3. Une stratégie d’économie d’énergie ambitieuse pour le secteur des transports :

  • Privilégier les énergies vertes pour les transports publics. A partir de 2015, des incitations seront mises en place pour promouvoir les acquisitions de véhicules hybrides (GPL), que ce soit pour les entreprises de transport ou pour les particuliers. Les entreprises de transport public n’acquerront que des véhicules hybrides à partir du 1er janvier 2017.
  • Mesures drastiques pour réduire l’utilisation des voitures individuelles dans les agglomérations urbaines : fermeture de grandes voies à la circulation un jour du week-end (avec zones de parking supplémentaires et des transports en commun sur ces mêmes trajets), voies express pour voitures avec au moins 3 passagers, etc. Les contraventions du code de la route (excès de vitesse, utilisation abusive des voies express, etc.) seront en outre augmentées significativement ainsi que les moyens de détecter les transgressions (radars, caméras d’identification des plaques, etc.).
  • Fortes incitations fiscales pour l’acquisition de modèles hybrides (GPL). Surtaxes majeures sur l’acquisition de véhicules à forte consommation, et introduction d’un système de bonus/malus énergétique. Des normes de rendement énergétique seront définies pour les moteurs des véhicules de tourisme, afin d’exclure du marché les moteurs ayant un faible rendement.
  • Développer et moderniser les transports en communs urbains et interurbains, développer le fret ferroviaire et maritime.

 

4.  Programme national d’équipement des habitations individuelles en chauffe-eaux solaires :

Un programme national d’équipement en chauffe-eaux solaires individuels sera mis en place pour atteindre un taux de couverture de 20% des habitations individuelles à l’horizon 2020 (avec objectif d’atteindre 50% des nouvelles constructions de maisons individuelles à partir du 1er janvier 2020). Cet objectif ambitieux nécessitera le développement d’une industrie dans ce domaine et le développement de compétences. Il nécessitera aussi un part de financement public et de subventions pour contribuer au coûts d’installation des équipements, notamment pour les ménages défavorisés.

 

5.  Généralisation des compteurs intelligents à l’horizon 2030 :

Afin de mieux contrôler la consommation d’électricité et de gaz, un plan d’installation de compteurs dits « intelligents »[5] sera mis en place afin de le généraliser à l’horizon 2030. Il sera introduit en 2015 de manière pilote dans 3 villes de taille moyenne et couvrira 50% des clients de la Sonelgaz en 2020.

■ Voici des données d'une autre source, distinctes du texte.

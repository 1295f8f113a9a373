//! Open flags and session options.

use std::fmt;
use std::num::NonZeroUsize;
use std::ops::{BitOr, BitOrAssign};
use std::sync::Arc;

use crate::codec::{NameCodec, Utf8Codec};
use crate::password::Password;
use crate::{Error, Result};

/// Bit-combinable open mode flags.
///
/// ```rust
/// use zipsession::OpenFlags;
///
/// let flags = OpenFlags::CREATE | OpenFlags::TRUNCATE;
/// assert!(flags.contains(OpenFlags::TRUNCATE));
/// assert_eq!(flags.bits(), 9);
/// ```
#[derive(Clone, Copy, PartialEq, Eq, Hash, Default)]
pub struct OpenFlags(u32);

impl OpenFlags {
    /// Create the archive if it does not exist.
    pub const CREATE: OpenFlags = OpenFlags(1);
    /// Fail if the archive already exists.
    pub const EXCLUSIVE: OpenFlags = OpenFlags(2);
    /// Validate every entry's header and data bounds on open.
    pub const CHECK_CONSISTENCY: OpenFlags = OpenFlags(4);
    /// Treat existing contents as empty.
    pub const TRUNCATE: OpenFlags = OpenFlags(8);
    /// Reject every mutation.
    pub const READ_ONLY: OpenFlags = OpenFlags(16);

    const ALL: u32 = 31;

    /// No flags: open an existing archive for reading and writing.
    pub const fn empty() -> Self {
        OpenFlags(0)
    }

    /// Parses a raw bit set, rejecting unknown bits.
    pub fn from_bits(bits: u32) -> Result<Self> {
        if bits & !Self::ALL != 0 {
            return Err(Error::invalid_argument(format!(
                "unknown open flag bits {:#x}",
                bits & !Self::ALL
            )));
        }
        Ok(OpenFlags(bits))
    }

    /// Returns the raw bits.
    pub const fn bits(self) -> u32 {
        self.0
    }

    /// Returns true if every flag in `other` is set.
    pub const fn contains(self, other: OpenFlags) -> bool {
        self.0 & other.0 == other.0
    }

    /// Returns true if no flag is set.
    pub const fn is_empty(self) -> bool {
        self.0 == 0
    }
}

impl BitOr for OpenFlags {
    type Output = OpenFlags;

    fn bitor(self, rhs: OpenFlags) -> OpenFlags {
        OpenFlags(self.0 | rhs.0)
    }
}

impl BitOrAssign for OpenFlags {
    fn bitor_assign(&mut self, rhs: OpenFlags) {
        self.0 |= rhs.0;
    }
}

impl fmt::Debug for OpenFlags {
    fn fmt(&self, f: &mut fmt::Formatter<'_>) -> fmt::Result {
        const NAMES: [(OpenFlags, &str); 5] = [
            (OpenFlags::CREATE, "CREATE"),
            (OpenFlags::EXCLUSIVE, "EXCLUSIVE"),
            (OpenFlags::CHECK_CONSISTENCY, "CHECK_CONSISTENCY"),
            (OpenFlags::TRUNCATE, "TRUNCATE"),
            (OpenFlags::READ_ONLY, "READ_ONLY"),
        ];
        let set: Vec<&str> = NAMES
            .iter()
            .filter(|(flag, _)| self.contains(*flag))
            .map(|(_, name)| *name)
            .collect();
        if set.is_empty() {
            write!(f, "OpenFlags(empty)")
        } else {
            write!(f, "OpenFlags({})", set.join(" | "))
        }
    }
}

/// Options for opening an [`Archive`](crate::Archive).
///
/// # Example
///
/// ```rust
/// use zipsession::{OpenFlags, OpenOptions, Password};
///
/// let options = OpenOptions::new()
///     .flags(OpenFlags::CREATE | OpenFlags::EXCLUSIVE)
///     .charset("GBK").unwrap()
///     .name_cache(256)
///     .default_password(Password::new("secret"));
/// assert!(options.flags_value().contains(OpenFlags::EXCLUSIVE));
/// ```
#[derive(Clone)]
pub struct OpenOptions {
    pub(crate) flags: OpenFlags,
    pub(crate) codec: Arc<dyn NameCodec>,
    pub(crate) name_cache: Option<NonZeroUsize>,
    pub(crate) default_password: Option<Password>,
}

impl Default for OpenOptions {
    fn default() -> Self {
        Self {
            flags: OpenFlags::CREATE,
            codec: Arc::new(Utf8Codec),
            name_cache: None,
            default_password: None,
        }
    }
}

impl fmt::Debug for OpenOptions {
    fn fmt(&self, f: &mut fmt::Formatter<'_>) -> fmt::Result {
        f.debug_struct("OpenOptions")
            .field("flags", &self.flags)
            .field("codec", &self.codec.label())
            .field("name_cache", &self.name_cache)
            .field("default_password", &self.default_password.is_some())
            .finish()
    }
}

impl OpenOptions {
    /// Creates options with default settings: `CREATE`, UTF-8 names, no cache.
    pub fn new() -> Self {
        Self::default()
    }

    /// Sets the open flags.
    pub fn flags(mut self, flags: OpenFlags) -> Self {
        self.flags = flags;
        self
    }

    /// Sets the name codec.
    pub fn codec(mut self, codec: Arc<dyn NameCodec>) -> Self {
        self.codec = codec;
        self
    }

    /// Sets the name codec from a charset label such as `"GBK"`.
    pub fn charset(self, label: &str) -> Result<Self> {
        Ok(self.codec(crate::codec::codec_for_label(Some(label))?))
    }

    /// Enables a name→index cache holding up to `capacity` names.
    ///
    /// A capacity of 0 disables the cache.
    pub fn name_cache(mut self, capacity: usize) -> Self {
        self.name_cache = NonZeroUsize::new(capacity);
        self
    }

    /// Sets the initial session default password.
    pub fn default_password(mut self, password: Password) -> Self {
        self.default_password = Some(password);
        self
    }

    /// Returns the configured flags.
    pub fn flags_value(&self) -> OpenFlags {
        self.flags
    }

    /// Returns the configured codec.
    pub fn codec_value(&self) -> &Arc<dyn NameCodec> {
        &self.codec
    }

    /// Rejects flag combinations that cannot be honoured.
    pub(crate) fn validate_flags(&self) -> std::result::Result<(), &'static str> {
        let flags = self.flags;
        if flags.contains(OpenFlags::READ_ONLY) {
            if flags.contains(OpenFlags::TRUNCATE) {
                return Err("READ_ONLY with TRUNCATE");
            }
            if flags.contains(OpenFlags::CREATE) {
                return Err("READ_ONLY with CREATE");
            }
        }
        Ok(())
    }
}

#[cfg(test)]
mod tests {
    use super::*;

    #[test]
    fn test_flag_bits() {
        assert_eq!(OpenFlags::CREATE.bits(), 1);
        assert_eq!(OpenFlags::EXCLUSIVE.bits(), 2);
        assert_eq!(OpenFlags::CHECK_CONSISTENCY.bits(), 4);
        assert_eq!(OpenFlags::TRUNCATE.bits(), 8);
        assert_eq!(OpenFlags::READ_ONLY.bits(), 16);
        assert!(OpenFlags::empty().is_empty());
    }

    #[test]
    fn test_from_bits() {
        let flags = OpenFlags::from_bits(1 | 8).unwrap();
        assert!(flags.contains(OpenFlags::CREATE));
        assert!(flags.contains(OpenFlags::TRUNCATE));
        assert!(!flags.contains(OpenFlags::READ_ONLY));
        assert!(OpenFlags::from_bits(32).unwrap_err().is_invalid_argument());
    }

    #[test]
    fn test_flags_debug() {
        let flags = OpenFlags::CREATE | OpenFlags::READ_ONLY;
        assert_eq!(format!("{:?}", flags), "OpenFlags(CREATE | READ_ONLY)");
        assert_eq!(format!("{:?}", OpenFlags::empty()), "OpenFlags(empty)");
    }

    #[test]
    fn test_conflicting_flags() {
        let options = OpenOptions::new().flags(OpenFlags::READ_ONLY | OpenFlags::TRUNCATE);
        assert!(options.validate_flags().is_err());
        let options = OpenOptions::new().flags(OpenFlags::READ_ONLY);
        assert!(options.validate_flags().is_ok());
        assert!(OpenOptions::new().validate_flags().is_ok());
    }

    #[test]
    fn test_options_builder() {
        let options = OpenOptions::new()
            .name_cache(0)
            .charset("windows-1252")
            .unwrap();
        assert!(options.name_cache.is_none());
        assert_eq!(options.codec_value().label(), "windows-1252");
        let debug = format!("{:?}", options.default_password(Password::new("pw")));
        assert!(!debug.contains("pw\""));
    }
}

Ces compteurs permettent aux clients de mieux connaitre le profil de leur consommation d’électricité qu’ils peuvent ainsi rationaliser afin de réduire leur facture. Ils permettent aussi de couper à distance l’alimentation de certains équipements, pour éviter les surcharges du réseau en période de pointe. 



[1] Il peut y avoir un intérêt à maintenir certaines subventions qui profiteraient plus aux pauvres qu’aux riches (redistribution progressive), au cas où il serait trop compliqué et/ou trop couteux de cibler une population particulière.

[2] Excès de consommation, gaspillages des ressources, contrebande aux frontières, choix technologiques inefficaces dans l’industrie, etc.

[3] Voir www.ecolabelindex.com/ecolabel/leed-green-building-rating-system

[4] En parallèle de son introduction, le processus d’obtention du permis de construire sera réformé pour prévenir les abus et la corruption. Dans la cadre de la réforme administrative (voir Chantier 5 ainsi que le chantier [XY] du thème Gouvernance), la réforme des inspections et du processus d’attribution du permis de construire sera prioritaire.

[5] Un compteur « intelligent » est un compteur muni de technologies avancées, dites AMR (Automated Meter Reading) qui identifient de façon précise et en temps réel la consommation énergétique d’un foyer ou d’un immeuble. Ces informations sont transmises au client, et permettent une tarification très précises et différenciée selon les heures de la journée et la saison.